Strmen is a village in central Croatia, in the municipality of Sunja, Sisak-Moslavina County. It is located in the Banija region.

==History==
The village of Strmen was established in the late 17th century by the Orthodox Serb settlers from Podkozarje area in Bosnia. The village became a part of the Military Frontier which, at the time, was expanding onto former Ottoman territories such as Lika, Kordun, Banija and lower Slavonia.

During the World War II, the village was a part of the Nazi-puppet state, the Independent State of Croatia, in the municipality of Crkveni Bok, which comprised the villages of Crkveni Bok, Strmen and Ivanjski Bok. Already in early autumn of 1941, the villages' population was subjected to conversion to the Roman Catholic faith.
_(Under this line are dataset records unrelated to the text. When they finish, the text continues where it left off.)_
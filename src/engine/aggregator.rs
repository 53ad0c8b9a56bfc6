// ==========================================
// BAF 罩退堆垛优化系统 - 聚合引擎
// ==========================================
// 职责: 拼接各组结果 + 派生汇总统计
// 红线: 统计由最终集合迭代派生,不在堆垛过程中旁路累加
// 红线: 不做任何二次过滤或重排,仅拼接与编号
// ==========================================

use crate::config::StackingConfig;
use crate::domain::report::{StackingReport, StackingSummary};
use crate::engine::stack_builder::GroupResult;
use chrono::Utc;
use tracing::info;

// ==========================================
// Aggregator - 聚合引擎
// ==========================================
pub struct Aggregator;

impl Aggregator {
    pub fn new() -> Self {
        Self
    }

    /// 拼接各组结果并派生汇总统计
    ///
    /// 堆垛按各组产出顺序拼接,序号 1..N 仅用于展示,
    /// 不构成跨运行的稳定标识。均值仅在存在堆垛时给出。
    ///
    /// # 参数
    /// - `total_input_coils`: 清洗后的输入钢卷总数
    /// - `group_results`: 各牌号组的堆垛结果（组产出顺序）
    /// - `config`: 堆垛配置（汇总分界阈值）
    pub fn aggregate(
        &self,
        total_input_coils: usize,
        group_results: Vec<GroupResult>,
        config: &StackingConfig,
    ) -> StackingReport {
        let mut stacks = Vec::new();
        let mut waiting = Vec::new();

        for result in group_results {
            stacks.extend(result.stacks);
            waiting.extend(result.waiting);
        }

        // 展示序号 1..N,按产出顺序
        for (i, stack) in stacks.iter_mut().enumerate() {
            stack.stack_no = i + 1;
        }

        let total_stacks = stacks.len();
        let stack_4_count = stacks.iter().filter(|s| s.coil_count() == 4).count();
        let stack_5_count = stacks.iter().filter(|s| s.coil_count() == 5).count();
        let stacks_below_threshold = stacks
            .iter()
            .filter(|s| s.total_width_mm < config.height_report_threshold_mm)
            .count();
        let stacks_at_or_above_threshold = total_stacks - stacks_below_threshold;

        let (avg_stack_height_mm, avg_stack_weight_t) = if total_stacks > 0 {
            let width_sum: f64 = stacks.iter().map(|s| s.total_width_mm).sum();
            let weight_sum: f64 = stacks.iter().map(|s| s.total_weight_t).sum();
            (
                Some(width_sum / total_stacks as f64),
                Some(weight_sum / total_stacks as f64),
            )
        } else {
            (None, None)
        };

        info!(
            total_input_coils,
            total_stacks,
            stack_4_count,
            stack_5_count,
            waiting_coils = waiting.len(),
            "聚合完成"
        );

        StackingReport {
            summary: StackingSummary {
                total_input_coils,
                total_stacks,
                stack_4_count,
                stack_5_count,
                stacks_below_threshold,
                stacks_at_or_above_threshold,
                avg_stack_height_mm,
                avg_stack_weight_t,
            },
            stacks,
            waiting,
            generated_at: Utc::now(),
        }
    }
}

impl Default for Aggregator {
    fn default() -> Self {
        Self::new()
    }
}

#[cfg(test)]
mod tests {
    use super::*;
    use crate::domain::coil::Coil;
    use crate::domain::stack::Stack;

    fn coil(width_mm: f64, weight_t: f64) -> Coil {
        Coil {
            width_mm,
            weight_t,
            raw_grade: "T-57".to_string(),
            canonical_grade: "T-57".to_string(),
        }
    }

    fn stack_of(grade: &str, coils: &[(f64, f64)]) -> Stack {
        let mut stack = Stack::new(grade);
        for &(w, t) in coils {
            stack.push(coil(w, t));
        }
        stack
    }

    #[test]
    fn test_empty_input_produces_empty_report() {
        let report = Aggregator::new().aggregate(0, Vec::new(), &StackingConfig::default());
        assert_eq!(report.summary.total_input_coils, 0);
        assert_eq!(report.summary.total_stacks, 0);
        assert_eq!(report.summary.avg_stack_height_mm, None);
        assert_eq!(report.summary.avg_stack_weight_t, None);
        assert!(report.stacks.is_empty());
        assert!(report.waiting.is_empty());
    }

    #[test]
    fn test_stack_numbering_preserves_group_order() {
        let results = vec![
            GroupResult {
                grade: "A".to_string(),
                stacks: vec![stack_of("A", &[(1000.0, 10.0); 4])],
                waiting: vec![],
            },
            GroupResult {
                grade: "B".to_string(),
                stacks: vec![
                    stack_of("B", &[(900.0, 9.0); 4]),
                    stack_of("B", &[(800.0, 8.0); 4]),
                ],
                waiting: vec![coil(700.0, 7.0)],
            },
        ];
        let report = Aggregator::new().aggregate(13, results, &StackingConfig::default());

        let numbers: Vec<usize> = report.stacks.iter().map(|s| s.stack_no).collect();
        assert_eq!(numbers, vec![1, 2, 3]);
        let grades: Vec<&str> = report.stacks.iter().map(|s| s.grade.as_str()).collect();
        assert_eq!(grades, vec!["A", "B", "B"]);
        assert_eq!(report.waiting_count(), 1);
    }

    #[test]
    fn test_summary_counts_and_threshold_split() {
        let results = vec![GroupResult {
            grade: "T-57".to_string(),
            stacks: vec![
                // 4 卷,总宽 4200 (≥ 4000)
                stack_of("T-57", &[(1050.0, 10.0); 4]),
                // 5 卷,总宽 2500 (< 4000)
                stack_of("T-57", &[(500.0, 9.0); 5]),
            ],
            waiting: vec![coil(600.0, 6.0), coil(500.0, 5.0)],
        }];
        let report = Aggregator::new().aggregate(11, results, &StackingConfig::default());

        let summary = &report.summary;
        assert_eq!(summary.total_input_coils, 11);
        assert_eq!(summary.total_stacks, 2);
        assert_eq!(summary.stack_4_count, 1);
        assert_eq!(summary.stack_5_count, 1);
        assert_eq!(summary.stacks_below_threshold, 1);
        assert_eq!(summary.stacks_at_or_above_threshold, 1);
    }

    #[test]
    fn test_summary_averages() {
        let results = vec![GroupResult {
            grade: "T-57".to_string(),
            stacks: vec![
                stack_of("T-57", &[(1000.0, 10.0); 4]), // 4000mm, 40t
                stack_of("T-57", &[(750.0, 8.0); 4]),   // 3000mm, 32t
            ],
            waiting: vec![],
        }];
        let report = Aggregator::new().aggregate(8, results, &StackingConfig::default());

        let summary = &report.summary;
        assert_eq!(summary.avg_stack_height_mm, Some(3500.0));
        assert_eq!(summary.avg_stack_weight_t, Some(36.0));
        assert_eq!(summary.avg_stack_height_display(), Some(3500.0));
        assert_eq!(summary.avg_stack_weight_display(), Some(36.0));
    }
}
// ==========================================
// BAF 罩退堆垛优化系统 - 引擎层
// ==========================================
// 职责: 实现准备/堆垛/聚合三段业务规则
// 红线: 引擎为纯函数式,不持可变全局状态,不做 I/O
// 数据流: 准备 → 堆垛(逐组) → 聚合,严格单向
// ==========================================

pub mod aggregator;
pub mod orchestrator;
pub mod preparation;
pub mod stack_builder;

// 重导出核心引擎
pub use aggregator::Aggregator;
pub use orchestrator::StackOptimizer;
pub use preparation::PreparationEngine;
pub use stack_builder::{GroupResult, StackBuilder};
// ==========================================
// BAF 罩退堆垛优化系统 - 牌号规范化映射
// ==========================================
// 职责: 原始牌号 → 规范化牌号的固定查表
// 红线: 映射必须幂等,未收录牌号按恒等处理（不是错误）
// ==========================================

use crate::config::error::ConfigError;
use serde::{Deserialize, Serialize};
use std::collections::HashMap;

// ==========================================
// GradeMap - 牌号规范化映射
// ==========================================
#[derive(Debug, Clone, PartialEq, Serialize, Deserialize)]
pub struct GradeMap {
    /// 原始牌号 -> 规范化牌号
    mapping: HashMap<String, String>,
}

impl Default for GradeMap {
    /// 产线默认映射: DR-08 / TS-480 / DR-75 均规范化为 T-57
    fn default() -> Self {
        let mapping = [
            ("DR-08", "T-57"),
            ("TS-480", "T-57"),
            ("DR-75", "T-57"),
        ]
        .into_iter()
        .map(|(raw, canonical)| (raw.to_string(), canonical.to_string()))
        .collect();

        Self { mapping }
    }
}

impl GradeMap {
    /// 从自定义映射表构造
    pub fn new(mapping: HashMap<String, String>) -> Self {
        Self { mapping }
    }

    /// 空映射（所有牌号恒等）
    pub fn identity() -> Self {
        Self {
            mapping: HashMap::new(),
        }
    }

    /// 映射条目数
    pub fn len(&self) -> usize {
        self.mapping.len()
    }

    pub fn is_empty(&self) -> bool {
        self.mapping.is_empty()
    }

    /// 规范化一个原始牌号
    ///
    /// 查表命中返回规范化牌号,未命中返回原始牌号本身（恒等回退）
    pub fn normalize(&self, raw_grade: &str) -> String {
        self.mapping
            .get(raw_grade)
            .cloned()
            .unwrap_or_else(|| raw_grade.to_string())
    }

    /// 校验映射有效性
    ///
    /// # 校验规则
    /// 1. 键与值均不可为空白
    /// 2. 幂等性: 任何规范化牌号自身不得再作为被映射的原始牌号
    ///    （即 normalize(normalize(g)) == normalize(g) 对所有 g 成立）
    pub fn validate(&self) -> Result<(), ConfigError> {
        for (raw, canonical) in &self.mapping {
            if raw.trim().is_empty() || canonical.trim().is_empty() {
                return Err(ConfigError::EmptyGradeEntry);
            }
        }

        for canonical in self.mapping.values() {
            // 恒等条目 (g -> g) 不破坏幂等性
            if let Some(target) = self.mapping.get(canonical) {
                if target != canonical {
                    return Err(ConfigError::NonIdempotentMapping {
                        canonical: canonical.clone(),
                    });
                }
            }
        }

        Ok(())
    }
}

#[cfg(test)]
mod tests {
    use super::*;

    #[test]
    fn test_default_mapping() {
        let map = GradeMap::default();
        assert_eq!(map.normalize("DR-08"), "T-57");
        assert_eq!(map.normalize("TS-480"), "T-57");
        assert_eq!(map.normalize("DR-75"), "T-57");
        assert!(map.validate().is_ok());
    }

    #[test]
    fn test_identity_fallback() {
        let map = GradeMap::default();
        // 未收录牌号恒等映射,不报错
        assert_eq!(map.normalize("MR-T4"), "MR-T4");
        assert_eq!(map.normalize(""), "");
    }

    #[test]
    fn test_identity_map() {
        let map = GradeMap::identity();
        assert!(map.is_empty());
        assert_eq!(map.len(), 0);
        assert_eq!(map.normalize("DR-08"), "DR-08");
        assert!(map.validate().is_ok());
    }

    #[test]
    fn test_normalization_is_idempotent() {
        let map = GradeMap::default();
        for grade in ["DR-08", "TS-480", "DR-75", "T-57", "MR-T4"] {
            let once = map.normalize(grade);
            let twice = map.normalize(&once);
            assert_eq!(once, twice, "牌号 {} 规范化不幂等", grade);
        }
    }

    #[test]
    fn test_reject_chained_mapping() {
        // A -> B 且 B -> C 破坏幂等性
        let map = GradeMap::new(
            [("A", "B"), ("B", "C")]
                .into_iter()
                .map(|(k, v)| (k.to_string(), v.to_string()))
                .collect(),
        );
        assert!(matches!(
            map.validate(),
            Err(ConfigError::NonIdempotentMapping { .. })
        ));
    }

    #[test]
    fn test_self_mapping_allowed() {
        let map = GradeMap::new(
            [("T-57", "T-57"), ("DR-08", "T-57")]
                .into_iter()
                .map(|(k, v)| (k.to_string(), v.to_string()))
                .collect(),
        );
        assert!(map.validate().is_ok());
    }

    #[test]
    fn test_reject_empty_key() {
        let map = GradeMap::new(
            [("  ", "T-57")]
                .into_iter()
                .map(|(k, v)| (k.to_string(), v.to_string()))
                .collect(),
        );
        assert_eq!(map.validate(), Err(ConfigError::EmptyGradeEntry));
    }
}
The three villages, often referred to as the "Banija Triangle", suffered heavy demographic losses with nearly 30% of its population perishing in the World War II.

==Demographics==
According to the 2011 census, the village of Strmen has 135 inhabitants. This represents 37.92% of its pre-war population.
According to the 1991 census, 92.42% of the village population were ethnic Serbs (329/356).